On 7 February 2020, Fredy García denounced to prison authorities the conditions in the prison and the degrading treatment of prisoners, to which he did not receive an adequate response. In late May, the defender also reported that many prisoners, himself included, were displaying symptoms of COVID-19, and that the response by prison authorities was inadequate and prisoners had not received sufficient care. In this context, he filed an appeal for protection with the Eleventh District Court in San Bartolo Coyotepec, Oaxaca on 2 July 2020. The defender has not yet been notified by the Court of any possible actions with regard to this appeal. While in prison, Fredy García continues his work in defence of human rights, leading hunger strikes that have been joined by up to 400 inmates, demanding the improvement of the conditions in Tanivet prison in Tlacolula, Oaxaca.

The serious human rights violations carried out against Fredy García form part of a long-standing pattern of retaliation against members of CODEDI for their human rights work, including killings, arbitrary detentions, threats and harassment. Perpetrators of many of these violations continue to enjoy impunity and form part of a strategy to restrict, punish, limit and inhibit the legitimate work of the organisation and human rights defenders more generally in Oaxaca.

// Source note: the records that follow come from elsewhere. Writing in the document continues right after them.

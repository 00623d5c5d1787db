use crate::core::events::{emit, EventSink, SyncEvent};
use crate::core::hasher::hash_file;
use crate::core::inventory::{Entry, Inventory};
use crate::error::{Result, SyncError};
use regex::Regex;
use std::path::{Path, PathBuf};
use std::sync::Arc;
use tokio::sync::Semaphore;
use tokio::task::JoinHandle;
use tracing::{debug, info, warn};
use walkdir::WalkDir;

/// 编译后的 glob 模式
#[derive(Debug, Clone)]
struct GlobPattern {
    regex: Regex,
    /// 不含 `/` 的模式也匹配最后一段文件名
    match_base: bool,
}

impl GlobPattern {
    fn new(pattern: &str) -> Result<Self> {
        let regex = Regex::new(&glob_to_regex(pattern))
            .map_err(|e| SyncError::Config(format!("invalid pattern {:?}: {}", pattern, e)))?;
        Ok(Self {
            regex,
            match_base: !pattern.contains('/'),
        })
    }

    fn is_match(&self, path: &str) -> bool {
        if self.regex.is_match(path) {
            return true;
        }
        if self.match_base {
            if let Some(base) = path.rsplit('/').next() {
                return self.regex.is_match(base);
            }
        }
        false
    }
}

/// 把 glob 转成锚定的正则
///
/// `**` 跨越任意层目录（包括零层），`*` 和 `?` 不跨越 `/`。
fn glob_to_regex(pattern: &str) -> String {
    let chars: Vec<char> = pattern.chars().collect();
    let mut re = String::from("^");
    let mut i = 0;

    while i < chars.len() {
        match chars[i] {
            '*' if chars.get(i + 1) == Some(&'*') => {
                let at_segment_start = i == 0 || chars[i - 1] == '/';
                let slash_follows = chars.get(i + 2) == Some(&'/');
                let at_end = i + 2 == chars.len();

                if at_segment_start && slash_follows {
                    // "**/x" 也匹配 "x"
                    re.push_str("(?:.*/)?");
                    i += 3;
                    continue;
                }
                if at_segment_start && at_end && i > 0 {
                    // "x/**" 也匹配 "x"
                    re.pop();
                    re.push_str("(?:/.*)?");
                    i += 2;
                    continue;
                }
                re.push_str(".*");
                i += 2;
                continue;
            }
            '*' => re.push_str("[^/]*"),
            '?' => re.push_str("[^/]"),
            c => re.push_str(&regex::escape(&c.to_string())),
        }
        i += 1;
    }

    re.push('$');
    re
}

/// 包含 / 排除规则
///
/// 注意：包含列表只是"追加"性质的。命中排除规则的路径一定被排除；
/// 其余路径无论是否命中包含规则都会保留。已有的部署依赖这个行为，
/// 不要把包含列表改成白名单。
#[derive(Debug, Clone, Default)]
pub struct FilterRules {
    include: Vec<GlobPattern>,
    exclude: Vec<GlobPattern>,
}

impl FilterRules {
    pub fn new(include: &[String], exclude: &[String]) -> Result<Self> {
        Ok(Self {
            include: include.iter().map(|p| GlobPattern::new(p)).collect::<Result<_>>()?,
            exclude: exclude.iter().map(|p| GlobPattern::new(p)).collect::<Result<_>>()?,
        })
    }

    /// 判断路径是否保留
    pub fn keep(&self, path: &str) -> bool {
        if self.exclude.iter().any(|p| p.is_match(path)) {
            return false;
        }
        if self.include.iter().any(|p| p.is_match(path)) {
            return true;
        }
        // 未命中包含规则同样保留
        true
    }
}

/// 文件扫描器配置
#[derive(Debug, Clone)]
pub struct ScanConfig {
    /// 包含规则（glob patterns）
    pub include_patterns: Vec<String>,
    /// 排除规则（glob patterns）
    pub exclude_patterns: Vec<String>,
}

impl Default for ScanConfig {
    fn default() -> Self {
        Self {
            include_patterns: vec![],
            exclude_patterns: crate::config::default_exclude(),
        }
    }
}

/// walkdir 阶段得到的原始条目
enum Walked {
    Folder(String),
    File { path: String, full: PathBuf, size: u64 },
}

/// 等待 hash 的条目
enum Pending {
    Ready(Entry),
    Hashing(JoinHandle<Result<Entry>>),
}

/// 文件扫描器：遍历本地目录并生成快照
pub struct FileScanner {
    max_concurrent: usize,
    rules: FilterRules,
    events: EventSink,
}

impl FileScanner {
    /// 使用默认排除规则
    pub fn new(max_concurrent: usize) -> Result<Self> {
        Self::with_config(max_concurrent, ScanConfig::default())
    }

    pub fn with_config(max_concurrent: usize, config: ScanConfig) -> Result<Self> {
        Ok(Self {
            max_concurrent: max_concurrent.max(1),
            rules: FilterRules::new(&config.include_patterns, &config.exclude_patterns)?,
            events: None,
        })
    }

    pub fn with_events(mut self, events: EventSink) -> Self {
        self.events = events;
        self
    }

    /// 扫描目录并返回按路径排序的快照
    pub async fn scan(&self, root: &Path) -> Result<Inventory> {
        info!("开始扫描本地目录: {}", root.display());

        let walk_root = root.to_path_buf();
        let rules = self.rules.clone();

        // 使用 spawn_blocking 避免阻塞 async runtime
        let (walked, skipped) = tokio::task::spawn_blocking(move || walk(&walk_root, &rules))
            .await
            .map_err(|e| SyncError::Inventory {
                path: root.display().to_string(),
                message: format!("walk task failed: {}", e),
            })??;

        for event in skipped {
            match &event {
                SyncEvent::SymlinkSkipped { path } => warn!("不支持符号链接，已跳过: {}", path),
                SyncEvent::SpecialFileSkipped { path } => warn!("跳过非普通文件: {}", path),
                _ => {}
            }
            emit(&self.events, event);
        }

        let mut entries = self.hash_all(root, walked).await?;
        entries.sort_by(|a, b| a.path().cmp(b.path()));

        let files = entries.iter().filter(|e| e.is_file()).count();
        let folders = entries.len() - files;
        info!("扫描完成: {} 个文件, {} 个目录", files, folders);
        emit(&self.events, SyncEvent::Scanned { files, folders });

        Ok(Inventory::new(entries))
    }

    /// 并发计算文件 hash，任何一个文件读不了都让整个扫描失败
    async fn hash_all(&self, root: &Path, walked: Vec<Walked>) -> Result<Vec<Entry>> {
        let semaphore = Arc::new(Semaphore::new(self.max_concurrent));
        let mut pending = Vec::with_capacity(walked.len());

        for item in walked {
            match item {
                Walked::Folder(path) => pending.push(Pending::Ready(Entry::folder(path))),
                Walked::File { path, full, size } => {
                    let permit = semaphore.clone().acquire_owned().await.map_err(|e| {
                        SyncError::Inventory {
                            path: path.clone(),
                            message: e.to_string(),
                        }
                    })?;

                    let handle = tokio::task::spawn_blocking(move || -> Result<Entry> {
                        let fingerprint = hash_file(&full);
                        drop(permit);
                        Ok(Entry::file(path, size, fingerprint?))
                    });
                    pending.push(Pending::Hashing(handle));
                }
            }
        }

        let mut entries = Vec::with_capacity(pending.len());
        for item in pending {
            let entry = match item {
                Pending::Ready(entry) => entry,
                Pending::Hashing(handle) => handle.await.map_err(|e| SyncError::Inventory {
                    path: root.display().to_string(),
                    message: format!("hash task failed: {}", e),
                })??,
            };
            entries.push(entry);
        }
        Ok(entries)
    }
}

/// 把绝对路径转成以 `/` 分隔的相对路径
fn relative_path(root: &Path, path: &Path) -> Result<String> {
    let relative = path.strip_prefix(root).map_err(|e| SyncError::Inventory {
        path: path.display().to_string(),
        message: e.to_string(),
    })?;

    let mut parts = Vec::new();
    for component in relative.components() {
        let part = component.as_os_str().to_str().ok_or_else(|| SyncError::Inventory {
            path: path.display().to_string(),
            message: "path is not valid UTF-8".to_string(),
        })?;
        parts.push(part);
    }
    Ok(parts.join("/"))
}

fn walk(root: &Path, rules: &FilterRules) -> Result<(Vec<Walked>, Vec<SyncEvent>)> {
    let mut walked = Vec::new();
    let mut skipped = Vec::new();

    let mut iter = WalkDir::new(root)
        .follow_links(false)
        .min_depth(1)
        .sort_by_file_name()
        .into_iter();

    while let Some(next) = iter.next() {
        let entry = next.map_err(|e| SyncError::Inventory {
            path: e
                .path()
                .map(|p| p.display().to_string())
                .unwrap_or_else(|| root.display().to_string()),
            message: e.to_string(),
        })?;

        let path = relative_path(root, entry.path())?;
        let file_type = entry.file_type();

        if !rules.keep(&path) {
            debug!("排除: {}", path);
            if file_type.is_dir() {
                iter.skip_current_dir();
            }
            continue;
        }

        if file_type.is_symlink() {
            skipped.push(SyncEvent::SymlinkSkipped { path });
        } else if file_type.is_dir() {
            walked.push(Walked::Folder(path));
        } else if file_type.is_file() {
            let metadata = entry.metadata().map_err(|e| SyncError::Inventory {
                path: path.clone(),
                message: e.to_string(),
            })?;
            walked.push(Walked::File {
                path,
                full: entry.path().to_path_buf(),
                size: metadata.len(),
            });
        } else {
            skipped.push(SyncEvent::SpecialFileSkipped { path });
        }
    }

    Ok((walked, skipped))
}
pub mod config;
pub mod core;
pub mod error;
pub mod logging;
pub mod storage;

pub use config::{Protocol, RemoteConfig, RunConfig};
pub use core::{run_with_config, SyncConfig, SyncEngine, SyncReport};
pub use error::{Phase, SyncError};
pub use storage::{MockClient, RemoteClient, TransferClient, TransferError};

Given the seriousness and significance of these events, Front Line Defenders reiterates its repeated calls, demanding the immediate and unconditional release of human rights defender Fredy García. Front Line Defenders urges the Mexican authorities to initiate an immediate, exhaustive and impartial investigation into the torture, ill-treatment and threats against Fredy García and to cease attempts to criminalise and harass all those who defend human rights in Mexico.